The alert device 30 can assume various forms known in the art, and in some embodiments includes one or both of a visual indicator and an audio indicator. The visual indicator can include one or more light sources, such as LEDs. For example, the non-limiting embodiment of FIG. 2 shows the alert device 30 as including a plurality of LEDs 90 arranged in a continuous row. The LEDs 90 can assume any form known in the art, and in some embodiments can be colored. The LEDs 90 include a minimum level LED 90a (e.g., red), a maximum level LED 90b (e.g., blue), and a series of incremental level LEDs 90c (e.g., green). As the estimated quantity or volume or weight of product in the container 50 decreases over time, a lesser number of the incremental LEDs 90c will be illuminated (prompted by the microcontroller 28 as described above), providing a user with a visual indication or notification of the fill status of the container 50. As the calculated ratio approaches zero, one or more of the LEDs 90 can be prompted to flash. Other visual notification formats are equally acceptable that may or may not include selectively illuminated LEDs. For example, the alert device 30 can include a display screen such as a low-power E-ink display. With embodiments in which the alert device 30 includes a display screen or similar device, the microcontroller 28 (e.g., via the notification module 70) can be programmed to prompt display of other information at the display screen. For example, the difference (Diff) and/or the range (Range) determinations as described above can be displayed to a user (either automatically or in response to a user prompt). Range, for example, can be useful for knowing how much accuracy is available for a particular min/max configuration. Diff can be important for similar reasons. The optional audio indicator can include an audio speaker.

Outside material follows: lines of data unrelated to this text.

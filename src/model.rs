//! Request and result types shared by the orchestrator, the HTTP boundary
//! and the local fallback engine.

#[cfg(test)]
#[path = "model_test.rs"]
mod tests;

use std::fmt;

use serde::de::{Deserializer, MapAccess, Visitor};
use serde::ser::{SerializeMap, Serializer};
use serde::{Deserialize, Serialize};
use serde_json::{Value, json};

use crate::dataset::{Dataset, Row};

/// Where a schema or a generated dataset came from.
#[derive(Debug, Clone, Copy, PartialEq, Eq, Serialize, Deserialize)]
#[serde(rename_all = "lowercase")]
pub enum Origin {
    Remote,
    Local,
}

impl Origin {
    #[must_use]
    pub fn label(self) -> &'static str {
        match self {
            Self::Remote => "remote",
            Self::Local => "local",
        }
    }
}

fn default_field_type() -> String {
    "string".to_owned()
}

/// One column definition.
#[derive(Debug, Clone, PartialEq, Serialize, Deserialize)]
pub struct FieldSpec {
    #[serde(rename = "type", default = "default_field_type")]
    pub field_type: String,
    #[serde(default)]
    pub description: String,
    #[serde(default, skip_serializing_if = "Value::is_null")]
    pub constraints: Value,
    #[serde(default, skip_serializing_if = "Vec::is_empty")]
    pub examples: Vec<Value>,
}

impl FieldSpec {
    #[must_use]
    pub fn new(field_type: &str, description: &str) -> Self {
        Self {
            field_type: field_type.to_owned(),
            description: description.to_owned(),
            constraints: Value::Null,
            examples: Vec::new(),
        }
    }

    #[must_use]
    pub fn with_range(mut self, min: i64, max: i64) -> Self {
        self.constraints = json!({ "min": min, "max": max });
        self
    }

    /// Numeric constraint by key (`min`, `max`).
    #[must_use]
    pub fn constraint_f64(&self, key: &str) -> Option<f64> {
        self.constraints.get(key).and_then(Value::as_f64)
    }
}

/// Ordered field-name → spec mapping. Serializes as a JSON object.
#[derive(Debug, Clone, Default, PartialEq)]
pub struct Schema {
    fields: Vec<(String, FieldSpec)>,
}

impl Schema {
    #[must_use]
    pub fn new() -> Self {
        Self::default()
    }

    /// Insert or replace a field, keeping the original position on replace.
    pub fn insert(&mut self, name: impl Into<String>, spec: FieldSpec) {
        let name = name.into();
        if let Some(slot) = self.fields.iter_mut().find(|(n, _)| *n == name) {
            slot.1 = spec;
        } else {
            self.fields.push((name, spec));
        }
    }

    #[must_use]
    pub fn get(&self, name: &str) -> Option<&FieldSpec> {
        self.fields.iter().find(|(n, _)| n == name).map(|(_, s)| s)
    }

    pub fn iter(&self) -> impl Iterator<Item = (&str, &FieldSpec)> {
        self.fields.iter().map(|(n, s)| (n.as_str(), s))
    }

    #[must_use]
    pub fn field_names(&self) -> Vec<String> {
        self.fields.iter().map(|(n, _)| n.clone()).collect()
    }

    #[must_use]
    pub fn len(&self) -> usize {
        self.fields.len()
    }

    #[must_use]
    pub fn is_empty(&self) -> bool {
        self.fields.is_empty()
    }
}

impl Serialize for Schema {
    fn serialize<S: Serializer>(&self, serializer: S) -> Result<S::Ok, S::Error> {
        let mut map = serializer.serialize_map(Some(self.fields.len()))?;
        for (name, spec) in &self.fields {
            map.serialize_entry(name, spec)?;
        }
        map.end()
    }
}

/// Reads fields in document order; a repeated name keeps its first position.
struct SchemaVisitor;

impl<'de> Visitor<'de> for SchemaVisitor {
    type Value = Schema;

    fn expecting(&self, f: &mut fmt::Formatter<'_>) -> fmt::Result {
        f.write_str("an object of field specs")
    }

    fn visit_map<A: MapAccess<'de>>(self, mut access: A) -> Result<Schema, A::Error> {
        let mut schema = Schema::new();
        while let Some((name, spec)) = access.next_entry::<String, FieldSpec>()? {
            schema.insert(name, spec);
        }
        Ok(schema)
    }
}

impl<'de> Deserialize<'de> for Schema {
    fn deserialize<D: Deserializer<'de>>(deserializer: D) -> Result<Self, D::Error> {
        deserializer.deserialize_map(SchemaVisitor)
    }
}

/// Result of schema inference, remote or local.
#[derive(Debug, Clone, PartialEq, Serialize, Deserialize)]
pub struct SchemaResult {
    pub schema: Schema,
    #[serde(default)]
    pub detected_domain: String,
    #[serde(default)]
    pub estimated_rows: u64,
    #[serde(default)]
    pub relationships: Vec<Value>,
    #[serde(default)]
    pub suggestions: Vec<Value>,
    #[serde(default)]
    pub sample_data: Vec<Row>,
}

#[derive(Debug, Clone, PartialEq, Serialize, Deserialize)]
pub struct GenerationParams {
    pub row_count: u32,
    pub quality_level: String,
    pub privacy_level: String,
}

impl Default for GenerationParams {
    fn default() -> Self {
        Self { row_count: 1000, quality_level: "high".to_owned(), privacy_level: "maximum".to_owned() }
    }
}

/// What the user supplied to seed generation.
#[derive(Debug, Clone, PartialEq)]
pub enum DataSource {
    Description(String),
    Uploaded(Dataset),
}

/// One generation request, consumed once by the orchestrator.
#[derive(Debug, Clone, PartialEq)]
pub struct GenerationRequest {
    pub domain: String,
    pub data_type: String,
    pub source: DataSource,
    pub params: GenerationParams,
}

impl GenerationRequest {
    #[must_use]
    pub fn description(&self) -> &str {
        match &self.source {
            DataSource::Description(text) => text,
            DataSource::Uploaded(_) => "",
        }
    }

    /// JSON body for `POST /generation/start`.
    #[must_use]
    pub fn start_body(&self, schema: &Schema) -> Value {
        let source_data = match &self.source {
            DataSource::Uploaded(dataset) => dataset.to_json(),
            DataSource::Description(_) => Value::Array(Vec::new()),
        };
        json!({
            "schema": schema,
            "config": {
                "rowCount": self.params.row_count,
                "domain": self.domain,
                "data_type": self.data_type,
                "quality_level": self.params.quality_level,
                "privacy_level": self.params.privacy_level,
            },
            "description": self.description(),
            "source_data": source_data,
        })
    }
}

#[derive(Debug, Clone, Copy, Default, PartialEq, Serialize, Deserialize)]
pub struct QualityScores {
    pub quality_score: f64,
    pub privacy_score: f64,
    pub bias_score: f64,
}

#[derive(Debug, Clone, PartialEq)]
pub struct GenerationResult {
    pub job_id: Option<String>,
    pub data: Dataset,
    pub scores: QualityScores,
    pub origin: Origin,
    pub metadata: Value,
}

impl GenerationResult {
    /// Read a result payload returned by the backend.
    ///
    /// Scores may sit at the top level or under `metadata`; rows under
    /// `data` or `synthetic_data`. Returns `None` when no rows are present,
    /// which means the call only started a job.
    #[must_use]
    pub fn from_remote(value: &Value) -> Option<Self> {
        let rows = value
            .get("data")
            .or_else(|| value.get("synthetic_data"))
            .and_then(Value::as_array)?;
        let metadata = value.get("metadata").cloned().unwrap_or(Value::Null);
        let score = |key: &str| {
            value
                .get(key)
                .or_else(|| metadata.get(key))
                .and_then(Value::as_f64)
                .unwrap_or_default()
        };
        Some(Self {
            job_id: value.get("job_id").and_then(Value::as_str).map(str::to_owned),
            data: Dataset::from_json_rows(rows),
            scores: QualityScores {
                quality_score: score("quality_score"),
                privacy_score: score("privacy_score"),
                bias_score: score("bias_score"),
            },
            origin: Origin::Remote,
            metadata,
        })
    }
}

In addition, or as an alternative, to prompted operation of the alert device 30 (otherwise carried by the housing 24), the microcontroller 28 can be programmed to generate alert information at a remote device. For example, and with reference to FIG. 5, the computing device 80 can be provided, loaded with the notification application 82. With some embodiments, the notification application 82 is programmed to issue notification(s) at the computing device 80 as prompted by the microcontroller 28 (via the remote interface device 36). The so-provided notifications can assume various forms, including an alert that the estimated current quantity or volume or weight of product in the container is at or approaching the minimum value, maximum value, or any other configurable or selected threshold. Other information, such as the range (Range) and/or difference (Diff) as described above can also be provided to a user at the computing device 80.

As mentioned above, systems of the present disclosure optionally include wired or wireless interface with the notification application 82 stored on the remote computing device 80. With optional embodiments employing wireless communication, the wireless connection established by the remote interface device 36 can take various forms known in the art. For example, the wireless connection can leverage Bluetooth Low Energy (i.e., Bluetooth 4.0, BLE), iBeacon, an internet service, built-in cellular or wi-fi radio, etc.

As a point of reference, the optional BLE wireless connectivity is available on the majority of modern mobile devices. BLE is commonly used for heart rate sensors, temperature probe sensors, and other sensor applications where the user is in close-to-medium proximity of the sensor. BLE sensors operate in one of two modes: advertising mode and connected mode. When advertising, the sensor sends a limited amount of one-way identification data to all listening devices. When connected, the sensor can be both read from (sensing), and written to (control). Most sensors can only be connected to one mobile device at a time. If a sensor is already connected to a mobile device, the sensor will be invisible to other mobile devices.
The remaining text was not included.